SkyGunner's Japanese origin is evident in both its art and character styles. Between levels, the storyline is developed in slowly-progressing comic book panels, forcing gamers to endure the fixed pace. At boot time, either Japanese or English spoken dialogue can be chosen — but loading a saved game will reset to whichever option was chosen for that saved data. The only way to switch languages is not only to reboot, but to restart from level one.
Once the options are set and a training mode complete, gamers are launched to do battle with the wicked Ventre and his minions. The gameplay is not altogether different from Star Wars Rogue Leader, where squads of enemies must be defeated or allied ships protected. Novice gamers will fall into a routine of strafing runs, followed by quick retreats and 180-degree turns. This practice may finish the level, but it won't earn any rewards.
A complex scoring system introduces an element of strategy into the game. Targeting specific enemies can cause high-scoring explosions that will eliminate entire squadrons and gun batteries. Considering this element in the heat of battle is difficult, though, and is further unaided by the control scheme.
Whereas most flying games provide a variety of camera angles, including from the cockpit, SkyGunner sets the pilot as secondary to the target. The camera is always locked on the enemy, not the hero, and no matter the dive, climb, or barrel roll, the player, if not his plane, will always be focused in that direction.

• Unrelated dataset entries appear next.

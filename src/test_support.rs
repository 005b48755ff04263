use std::collections::HashMap;

use sqlx::{SqlitePool, sqlite::SqlitePoolOptions};

use crate::course::tree::{CourseModule, CourseTree, Lesson};

/// Single-connection in-memory database with the schema applied. One
/// connection, because every new sqlite `:memory:` connection is a fresh
/// empty database.
pub async fn memory_pool() -> SqlitePool {
    let pool = SqlitePoolOptions::new()
        .max_connections(1)
        .connect("sqlite::memory:")
        .await
        .unwrap();
    crate::MIGRATOR.run(&pool).await.unwrap();
    pool
}

fn lesson(id: &str, order: i64, unlock_code: &str) -> Lesson {
    Lesson {
        id: id.to_string(),
        order,
        title: format!("Lesson {id}"),
        unlock_code: unlock_code.to_string(),
        knowledge_base: None,
        welcome_message: None,
    }
}

/// Course "c1": module "m1" with lessons "l1" (code "ABC") and
/// "l2" (code "DEF").
pub fn sample_course() -> CourseTree {
    let mut lessons = HashMap::new();
    lessons.insert("l1".to_string(), lesson("l1", 1, "ABC"));
    lessons.insert("l2".to_string(), lesson("l2", 2, "DEF"));
    let mut modules = HashMap::new();
    modules.insert(
        "m1".to_string(),
        CourseModule {
            id: "m1".to_string(),
            order: 1,
            title: "Module 1".to_string(),
            lessons,
        },
    );
    CourseTree {
        id: "c1".to_string(),
        title: "Course 1".to_string(),
        description: None,
        knowledge_base: None,
        modules,
    }
}

/// Course "c2": two modules of two lessons each, every lesson with unlock
/// code `CODE_<id>`.
pub fn two_module_course() -> CourseTree {
    let mut m1_lessons = HashMap::new();
    m1_lessons.insert("l1".to_string(), lesson("l1", 1, "CODE_l1"));
    m1_lessons.insert("l2".to_string(), lesson("l2", 2, "CODE_l2"));
    let mut m2_lessons = HashMap::new();
    m2_lessons.insert("l3".to_string(), lesson("l3", 1, "CODE_l3"));
    m2_lessons.insert("l4".to_string(), lesson("l4", 2, "CODE_l4"));
    let mut modules = HashMap::new();
    modules.insert(
        "m1".to_string(),
        CourseModule {
            id: "m1".to_string(),
            order: 1,
            title: "Module 1".to_string(),
            lessons: m1_lessons,
        },
    );
    modules.insert(
        "m2".to_string(),
        CourseModule {
            id: "m2".to_string(),
            order: 2,
            title: "Module 2".to_string(),
            lessons: m2_lessons,
        },
    );
    CourseTree {
        id: "c2".to_string(),
        title: "Course 2".to_string(),
        description: None,
        knowledge_base: None,
        modules,
    }
}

The controls allow many different ways to lock onto an enemy. The R2 button switches between units, while Triangle alternates between enemies in a unit. It is confusing to determine exactly which enemy in which unit should be targeted, and then to do so. And since the camera doesn't point in the same direction as the player is flying, potential targets are often limited to whatever the game feels like showing the player.
What is shown is bright and vibrant, depicting a full world through which to fly. Air battles in various weathers, as well as strikes against ground and sea units, must be endured. The potential blankness of a blue sky or ocean background is relieved with lightning storms, lighthouses, and cityscapes. Many gauges and other information litter the screen, periodically joined by speech balloons and environmental descriptions. Though powerful warships can fill the screen, drawing a bead on the smaller, more standard fighter planes is a harder task.
The music is suitably light and cheerful for the game's cartoonish atmosphere, occasionally reminiscent of the early Final Fantasy games. The voice acting, whether in Japanese or in English, is only average.
SkyGunner is a lighthearted romp through dangerous skies. The gameplay is as simple or complicated as a player wishes, but gamers are likely to be unengaged by the former and find insufficient incentive to seek the latter.